Their findings, published Jan. 28 in the Journal of Neuroscience, help explain the self-perpetuating cycles contributing to the overlapping global epidemics of sleep loss, chronic pain and even opioid addiction.

A 2015 National Sleep Foundation poll found that two in three chronic pain patients suffer from reoccurring sleep disruptions.

“If poor sleep intensifies our sensitivity to pain, as this study demonstrates, then sleep must be placed much closer to the center of patient care, especially in hospital wards,” said study senior author Matthew Walker, a UC Berkeley professor of neuroscience and psychology.

By applying uncomfortable levels of heat to the legs of two dozen healthy young adults — while scanning their brains — Walker and UC Berkeley Ph.D. student Adam Krause found that the neural mechanisms that pick up on pain signals, evaluate them and activate natural pain relief are disrupted when operating on insufficient sleep.

While researchers proved their hypothesis that sleep deprivation would increase pain sensitivity — as demonstrated by an amped-up response in the brain’s somatosensory cortex — what surprised them was ramped-down activity in the nucleus accumbens, a region of the brain’s reward circuitry that, among other functions, increases dopamine levels to relieve pain.

“Sleep loss not only amplifies the pain-sensing regions in the brain, but blocks the natural analgesia centers, too,” Walker said.

Another key brain region found to slow down in the sleep-deprived brain was the insula, which evaluates pain signals and places them in context to prepare the body to respond.

“This is a critical neural system that assesses and categorizes the pain signals and allows the body’s own natural painkillers to come to the rescue,” said Krause, lead author of the study and a doctoral student in Walker’s Center for Human Sleep Science lab at UC Berkeley.

To further test the sleep-pain connection in more common daily-life scenarios, researchers surveyed more than 230 adults of all ages nationwide via Amazon’s Mechanical Turk online marketplace.

Respondents were asked to report their nightly hours of sleep as well as their day-to-day pain levels over the course of a few days.
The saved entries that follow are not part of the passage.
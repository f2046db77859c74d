// Serenata
// Copyright (c) 2019-2024 The Project Serenata Developers.
//
// This Source Code Form is subject to the terms of the Mozilla Public
// License, v. 2.0. If a copy of the MPL was not distributed with this
// file, You can obtain one at https://mozilla.org/MPL/2.0/.

use std::cmp;
use std::io;
use std::io::{Read, Seek};

use super::{MediaSource, ReadBytes};

const END_OF_STREAM_ERROR_STR: &str = "end of stream";

/// A `MediaSourceStream` is the common reader type for Serenata. By using type erasure and dynamic
/// dispatch, `MediaSourceStream` wraps and hides the inner reader from the consumer, allowing any
/// typical `Read`er to be used with Serenata in a generic way, selectable at runtime.
///
/// To minimize system call and dynamic dispatch overhead on the inner reader, and to amortize that
/// overhead over many bytes, `MediaSourceStream` implements a block read-ahead buffer. A `seek()`
/// invalidates the buffer.
pub struct MediaSourceStream {
    /// The source reader.
    inner: Box<dyn MediaSource>,
    /// The read-ahead buffer.
    buf: Box<[u8]>,
    /// The number of valid bytes in the read-ahead buffer.
    buf_len: usize,
    /// The read position within the read-ahead buffer.
    read_pos: usize,
    /// The absolute stream position of the first byte of the read-ahead buffer.
    base_pos: u64,
}

impl MediaSourceStream {
    const BLOCK_LEN: usize = 8 * 1024;

    pub fn new(source: Box<dyn MediaSource>) -> Self {
        MediaSourceStream {
            inner: source,
            buf: vec![0u8; Self::BLOCK_LEN].into_boxed_slice(),
            buf_len: 0,
            read_pos: 0,
            base_pos: 0,
        }
    }

    /// Returns the length in bytes of the underlying source, if available.
    pub fn byte_len(&self) -> Option<u64> {
        self.inner.byte_len()
    }

    /// Returns if the read-ahead buffer has been exhausted.
    #[inline(always)]
    fn is_buffer_exhausted(&self) -> bool {
        self.read_pos == self.buf_len
    }

    /// If the read-ahead buffer has been exhausted, fetch a new block of data to replenish it.
    fn fetch(&mut self) -> io::Result<()> {
        if self.is_buffer_exhausted() {
            self.base_pos += self.buf_len as u64;
            self.read_pos = 0;
            self.buf_len = 0;

            loop {
                match self.inner.read(&mut self.buf) {
                    Ok(len) => {
                        self.buf_len = len;
                        break;
                    }
                    Err(ref e) if e.kind() == io::ErrorKind::Interrupted => (),
                    Err(e) => return Err(e),
                }
            }
        }

        Ok(())
    }

    /// If the read-ahead buffer has been exhausted, fetch a new block of data to replenish it. If
    /// no more data could be fetched, return an end-of-stream error.
    fn fetch_or_eof(&mut self) -> io::Result<()> {
        self.fetch()?;

        if self.is_buffer_exhausted() {
            return Err(io::Error::new(io::ErrorKind::UnexpectedEof, END_OF_STREAM_ERROR_STR));
        }

        Ok(())
    }

    /// Resets the read-ahead buffer, and sets the absolute stream position to `pos`.
    fn reset(&mut self, pos: u64) {
        self.read_pos = 0;
        self.buf_len = 0;
        self.base_pos = pos;
    }
}

impl io::Read for MediaSourceStream {
    fn read(&mut self, buf: &mut [u8]) -> io::Result<usize> {
        // Serve buffered bytes first.
        if self.read_pos < self.buf_len {
            let len = cmp::min(self.buf_len - self.read_pos, buf.len());
            buf[..len].copy_from_slice(&self.buf[self.read_pos..self.read_pos + len]);
            self.read_pos += len;
            return Ok(len);
        }

        // The read-ahead buffer is exhausted. Large reads bypass it entirely.
        if buf.len() >= self.buf.len() {
            self.base_pos += self.buf_len as u64;
            self.read_pos = 0;
            self.buf_len = 0;

            let len = self.inner.read(buf)?;
            self.base_pos += len as u64;
            return Ok(len);
        }

        self.fetch()?;

        let len = cmp::min(self.buf_len - self.read_pos, buf.len());
        buf[..len].copy_from_slice(&self.buf[self.read_pos..self.read_pos + len]);
        self.read_pos += len;
        Ok(len)
    }
}

impl io::Seek for MediaSourceStream {
    fn seek(&mut self, pos: io::SeekFrom) -> io::Result<u64> {
        // The current position of the underlying reader is ahead of the current position of the
        // MediaSourceStream by however many bytes have not been read from the read-ahead buffer
        // yet. Resolve seeks from the current position against the stream position, not the
        // reader position.
        let pos = match pos {
            io::SeekFrom::Current(0) => return Ok(self.pos()),
            io::SeekFrom::Current(delta) => {
                let target = self.pos() as i64 + delta;

                if target < 0 {
                    return Err(io::Error::new(
                        io::ErrorKind::InvalidInput,
                        "seek before start of stream",
                    ));
                }

                self.inner.seek(io::SeekFrom::Start(target as u64))?
            }
            _ => self.inner.seek(pos)?,
        };

        self.reset(pos);

        Ok(pos)
    }
}

impl ReadBytes for MediaSourceStream {
    #[inline(always)]
    fn read_byte(&mut self) -> io::Result<u8> {
        if self.is_buffer_exhausted() {
            self.fetch_or_eof()?;
        }

        let value = self.buf[self.read_pos];
        self.read_pos += 1;

        Ok(value)
    }

    fn read_double_bytes(&mut self) -> io::Result<[u8; 2]> {
        let mut bytes = [0; 2];
        self.read_buf_exact(&mut bytes)?;
        Ok(bytes)
    }

    fn read_triple_bytes(&mut self) -> io::Result<[u8; 3]> {
        let mut bytes = [0; 3];
        self.read_buf_exact(&mut bytes)?;
        Ok(bytes)
    }

    fn read_quad_bytes(&mut self) -> io::Result<[u8; 4]> {
        let mut bytes = [0; 4];
        self.read_buf_exact(&mut bytes)?;
        Ok(bytes)
    }

    fn read_buf(&mut self, buf: &mut [u8]) -> io::Result<usize> {
        // Implemented via the io::Read trait.
        let read = io::Read::read(self, buf)?;

        // Unlike the io::Read trait, ReadBytes returns an end-of-stream error when no more data
        // can be read. If a non-zero read is requested, and 0 bytes are read, return an
        // end-of-stream error.
        if !buf.is_empty() && read == 0 {
            Err(io::Error::new(io::ErrorKind::UnexpectedEof, END_OF_STREAM_ERROR_STR))
        }
        else {
            Ok(read)
        }
    }

    fn read_buf_exact(&mut self, mut buf: &mut [u8]) -> io::Result<()> {
        while !buf.is_empty() {
            match io::Read::read(self, buf) {
                Ok(0) => break,
                Ok(count) => {
                    buf = &mut buf[count..];
                }
                Err(ref e) if e.kind() == io::ErrorKind::Interrupted => (),
                Err(e) => return Err(e),
            }
        }

        if !buf.is_empty() {
            Err(io::Error::new(io::ErrorKind::UnexpectedEof, END_OF_STREAM_ERROR_STR))
        }
        else {
            Ok(())
        }
    }

    fn ignore_bytes(&mut self, count: u64) -> io::Result<()> {
        if count == 0 {
            return Ok(());
        }

        let target = self.pos() + count;

        // If the source length is known, reject skips past the end of the stream so a truncated
        // structure surfaces immediately rather than on a later read.
        if let Some(len) = self.inner.byte_len() {
            if target > len {
                return Err(io::Error::new(io::ErrorKind::UnexpectedEof, END_OF_STREAM_ERROR_STR));
            }
        }

        // Skip within the read-ahead buffer if possible, otherwise seek.
        let buffered = (self.buf_len - self.read_pos) as u64;

        if count <= buffered {
            self.read_pos += count as usize;
        }
        else {
            io::Seek::seek(self, io::SeekFrom::Start(target))?;
        }

        Ok(())
    }

    fn pos(&self) -> u64 {
        self.base_pos + self.read_pos as u64
    }
}

#[cfg(test)]
mod tests {
    use std::io::{Cursor, Seek, SeekFrom};

    use super::MediaSourceStream;
    use crate::io::ReadBytes;

    /// Generate a vector of bytes of the specified length using a PRNG.
    fn generate_random_bytes(len: usize) -> Vec<u8> {
        let mut lcg: u32 = 0xec57c4bf;

        let mut bytes = vec![0; len];

        for quad in bytes.chunks_mut(4) {
            lcg = lcg.wrapping_mul(1664525).wrapping_add(1013904223);
            for (dest, src) in quad.iter_mut().zip(&lcg.to_ne_bytes()) {
                *dest = *src;
            }
        }

        bytes
    }

    #[test]
    fn verify_mss_read() {
        let data = generate_random_bytes(40 * 1024);

        let mut mss = MediaSourceStream::new(Box::new(Cursor::new(data.clone())));

        // Single byte reads across multiple buffer refills.
        for byte in &data[..16 * 1024] {
            assert_eq!(*byte, mss.read_byte().unwrap());
        }

        mss.ignore_bytes(11).unwrap();
        assert_eq!(mss.pos(), 11 + 16 * 1024);

        let mut buf = vec![0u8; 20 * 1024];
        mss.read_buf_exact(&mut buf).unwrap();
        assert_eq!(&buf[..], &data[11 + 16 * 1024..11 + 36 * 1024]);
    }

    #[test]
    fn verify_mss_seek() {
        let data = generate_random_bytes(64 * 1024);

        let mut mss = MediaSourceStream::new(Box::new(Cursor::new(data.clone())));

        mss.seek(SeekFrom::Start(1024)).unwrap();
        assert_eq!(mss.pos(), 1024);
        assert_eq!(mss.read_byte().unwrap(), data[1024]);

        mss.seek(SeekFrom::Current(-1)).unwrap();
        assert_eq!(mss.read_byte().unwrap(), data[1024]);

        mss.seek(SeekFrom::End(-1)).unwrap();
        assert_eq!(mss.read_byte().unwrap(), data[data.len() - 1]);
        assert!(mss.read_byte().is_err());
    }

    #[test]
    fn verify_mss_ignore_past_end() {
        let data = generate_random_bytes(100);

        let mut mss = MediaSourceStream::new(Box::new(Cursor::new(data)));

        assert!(mss.ignore_bytes(100).is_ok());
        assert!(mss.ignore_bytes(1).is_err());
    }
}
The results showed that even minor shifts in their sleep and wake patterns were correlated with pain sensitivity changes.
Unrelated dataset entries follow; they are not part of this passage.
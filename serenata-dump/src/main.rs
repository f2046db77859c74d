// Serenata
// Copyright (c) 2019-2024 The Project Serenata Developers.
//
// This Source Code Form is subject to the terms of the Mozilla Public
// License, v. 2.0. If a copy of the MPL was not distributed with this
// file, You can obtain one at https://mozilla.org/MPL/2.0/.

use std::collections::HashSet;
use std::fs::File;
use std::process::ExitCode;

use serenata_core::errors::Result;
use serenata_core::io::MediaSourceStream;
use serenata_core::meta::{AllMetadata, MetadataMap, TypedMetadata};
use serenata_metadata::collate::{Collator, CollatorConfig};
use serenata_metadata::read_all;

use clap::{Arg, Command};
use log::error;

struct Options<'a> {
    /// Print only the raw tags, without the collated summary.
    raw_only: bool,
    /// Print one merged value per key across all tags.
    merged: bool,
    /// Print the unsynchronized lyrics for this ISO-639-2 language.
    lyrics_language: Option<&'a str>,
}

fn main() -> ExitCode {
    pretty_env_logger::init();

    let matches = Command::new("Serenata Dump")
        .version(env!("CARGO_PKG_VERSION"))
        .about("Print every audio tag a file contains")
        .arg(
            Arg::new("raw")
                .long("raw")
                .help("Print only the raw tags, without the collated summary"),
        )
        .arg(
            Arg::new("merged")
                .long("merged")
                .help("Also print one merged value per key across all tags"),
        )
        .arg(
            Arg::new("lyrics")
                .long("lyrics")
                .value_name("LANG")
                .takes_value(true)
                .help("Also print the unsynchronized lyrics for the given ISO-639-2 language"),
        )
        .arg(Arg::new("FILE").help("The file(s) to read").required(true).multiple_values(true))
        .get_matches();

    let opts = Options {
        raw_only: matches.is_present("raw"),
        merged: matches.is_present("merged"),
        lyrics_language: matches.value_of("lyrics"),
    };

    if let Some(language) = opts.lyrics_language {
        if language.len() != 3 {
            error!("the lyrics language must be a 3 character ISO-639-2 code");
            return ExitCode::FAILURE;
        }
    }

    let mut status = ExitCode::SUCCESS;

    for path in matches.values_of("FILE").unwrap() {
        if let Err(err) = dump_file(path, &opts) {
            error!("{}: {}", path, err);
            status = ExitCode::FAILURE;
        }
    }

    status
}

fn dump_file(path: &str, opts: &Options<'_>) -> Result<()> {
    let file = File::open(path)?;
    let mut mss = MediaSourceStream::new(Box::new(file));

    let all = read_all(&mut mss)?;

    println!("{}:", path);

    if all.is_empty() {
        println!("  (no tags)");
        return Ok(());
    }

    for (idx, tag) in all.iter().enumerate() {
        print_tag(idx, tag);
    }

    if opts.merged {
        print_merged(&all);
    }

    if let Some(language) = opts.lyrics_language {
        print_lyrics(&all, language);
    }

    if !opts.raw_only {
        print_summary(&all);
    }

    Ok(())
}

fn print_tag(idx: usize, tag: &TypedMetadata) {
    println!(
        "  [{}] {} tag, bytes {}..{}",
        idx,
        tag.kind(),
        tag.start_offset(),
        tag.end_offset()
    );

    // Duplicates of a key are printed once, joined, on the key's first line.
    let mut printed = HashSet::new();

    for entry in tag.map().iter() {
        if !printed.insert(entry.name()) {
            continue;
        }

        if let Some(joined) = tag.map().get_joined(entry.name(), "; ") {
            println!("      {:<24}: {}", escape(entry.name()), escape(&joined));
        }
    }

    if let TypedMetadata::Id3v2(id3v2) = tag {
        for comment in id3v2.comments.entries() {
            println!(
                "      comment [{}] {:<12}: {}",
                escape(&String::from_utf8_lossy(comment.language())),
                escape(comment.description()),
                escape(comment.value())
            );
        }

        for lyrics in id3v2.unsynchronized_lyrics.entries() {
            println!(
                "      lyrics  [{}] {:<12}: {}",
                escape(&String::from_utf8_lossy(lyrics.language())),
                escape(lyrics.description()),
                escape(lyrics.value())
            );
        }
    }
}

/// Prints one value per key across all tags: later-discovered tags override earlier values of
/// the same key, while keys keep the position of their first appearance.
fn print_merged(all: &AllMetadata) {
    let mut merged = MetadataMap::new();

    for tag in all.iter() {
        for entry in tag.map().iter() {
            merged.put_or_replace_first(entry.name(), entry.value().to_string());
        }
    }

    println!("  merged:");

    for entry in merged.iter() {
        println!("      {:<24}: {}", escape(entry.name()), escape(entry.value()));
    }
}

/// Prints the unsynchronized lyrics carried by any ID3v2 tag for the given language.
fn print_lyrics(all: &AllMetadata, language: &str) {
    let code: [u8; 3] = match language.as_bytes().try_into() {
        Ok(code) => code,
        Err(_) => return,
    };

    println!("  lyrics ({}):", language);

    let mut found = false;

    for tag in all.iter() {
        if let TypedMetadata::Id3v2(id3v2) = tag {
            for value in id3v2.unsynchronized_lyrics.values_for_language(&code) {
                println!("      {}", escape(value));
                found = true;
            }
        }
    }

    if !found {
        println!("      (none)");
    }
}

fn print_summary(all: &AllMetadata) {
    let collator = Collator::new(all, CollatorConfig::default());

    println!("  collated:");

    print_field("artist", collator.artist().as_deref());
    print_field("album", collator.album().as_deref());
    print_field("title", collator.title().as_deref());

    match collator.track_number() {
        Some(track) => match track.total {
            Some(total) => println!("      {:<24}: {} of {}", "track", track.number, total),
            None => println!("      {:<24}: {}", "track", track.number),
        },
        None => println!("      {:<24}: -", "track"),
    }
}

fn print_field(name: &str, value: Option<&str>) {
    match value {
        Some(value) => println!("      {:<24}: {}", name, escape(value)),
        None => println!("      {:<24}: -", name),
    }
}

/// Escapes control characters for terminal display.
fn escape(text: &str) -> String {
    let mut out = String::with_capacity(text.len());

    for ch in text.chars() {
        if ch.is_control() {
            match ch {
                '\n' => out.push_str("\\n"),
                '\r' => out.push_str("\\r"),
                '\t' => out.push_str("\\t"),
                _ => out.push_str(&format!("\\x{:02x}", u32::from(ch))),
            }
        }
        else {
            out.push(ch);
        }
    }

    out
}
“The results clearly show that even very subtle changes in nightly sleep — reductions that many of us think little of in terms of consequences — have a clear impact on your next-day pain burden,” Krause said.
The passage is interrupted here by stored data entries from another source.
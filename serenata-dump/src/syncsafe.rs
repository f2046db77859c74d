// Serenata
// Copyright (c) 2019-2024 The Project Serenata Developers.
//
// This Source Code Form is subject to the terms of the Mozilla Public
// License, v. 2.0. If a copy of the MPL was not distributed with this
// file, You can obtain one at https://mozilla.org/MPL/2.0/.

use std::process::ExitCode;

use serenata_metadata::id3v2::sync::{decode_syncsafe_u28, encode_syncsafe_u28};

use clap::{Arg, Command};

fn main() -> ExitCode {
    let matches = Command::new("Serenata Syncsafe")
        .version(env!("CARGO_PKG_VERSION"))
        .about("Encode or decode 28-bit synchsafe integers")
        .arg(Arg::new("decode").short('d').long("decode").help("Decode instead of encode"))
        .arg(Arg::new("NUMBER").help("The number to convert").required(true))
        .get_matches();

    let number = matches.value_of("NUMBER").unwrap();

    let value = match parse_number(number) {
        Some(value) => value,
        None => {
            eprintln!("error: '{}' is not a valid number", number);
            return ExitCode::FAILURE;
        }
    };

    if matches.is_present("decode") {
        let decoded = decode_syncsafe_u28(value.to_be_bytes());
        println!("{} (0x{:x})", decoded, decoded);
    }
    else {
        if value >= 1 << 28 {
            eprintln!("error: {} does not fit in a 28-bit synchsafe integer", value);
            return ExitCode::FAILURE;
        }

        let encoded = u32::from_be_bytes(encode_syncsafe_u28(value));
        println!("{} (0x{:x})", encoded, encoded);
    }

    ExitCode::SUCCESS
}

fn parse_number(text: &str) -> Option<u32> {
    match text.strip_prefix("0x") {
        Some(hex) => u32::from_str_radix(hex, 16).ok(),
        None => text.parse().ok(),
    }
}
For the experiment, researchers recruited 25 healthy young adults who did not suffer from sleep or pain disorders.

Because different people have different pain thresholds, researchers began by recording each study participant’s baseline pain threshold after a full night’s sleep. They did this by gradually increasing heat levels to the skin of each participant’s lower left leg while recording their brain activity in a functional Magnetic Resonance Imaging (fMRI) scanner.

Study participants rated their thermal pain on a scale of one to 10 and reported, on average, thermal discomfort at around 111 degrees Fahrenheit (roughly 44 degrees Celsius).

Then, having established each participant’s baseline pain sensitivity after a full night’s sleep, researchers were able to compare how that threshold changed by repeating the procedure on subjects after a sleepless night. They found that the vast majority of sleep-deprived subjects reported feeling pain sooner, at around 107 degrees Fahrenheit.

“Across the group, they were feeling discomfort at lower temperatures, which shows that their own sensitivity to pain had increased after inadequate sleep,” Krause said. “The injury is the same, but the difference is how the brain assesses the pain without sufficient sleep.”

Meanwhile, brain imaging after a sleepless night showed marked increases in activity in the somatosensory cortex and deactivation in the nucleus accumbens and insular cortex, signaling malfunctions in the neural mechanisms that manage physiological responses to painful stimuli.

“The optimistic takeaway here is that sleep is a natural analgesic that can help manage and lower pain,” said Walker, author of the bestseller “Why We Sleep. ““Yet ironically, one environment where people are in the most pain is the worst place for sleep — the noisy hospital ward.”

Walker’s goal is to work with hospitals to create more sleep-friendly inpatient facilities.

“Our findings suggest that patient care would be markedly improved, and hospital beds cleared sooner, if uninterrupted sleep were embraced as an integral component of healthcare management,” he said

In addition to Walker and Krause, co-authors of the study are Aric Prather at the University of California, San Francisco; Tor Wager at the University of Colorado Boulder; and Martin Lindquist at Johns Hopkins University in Maryland.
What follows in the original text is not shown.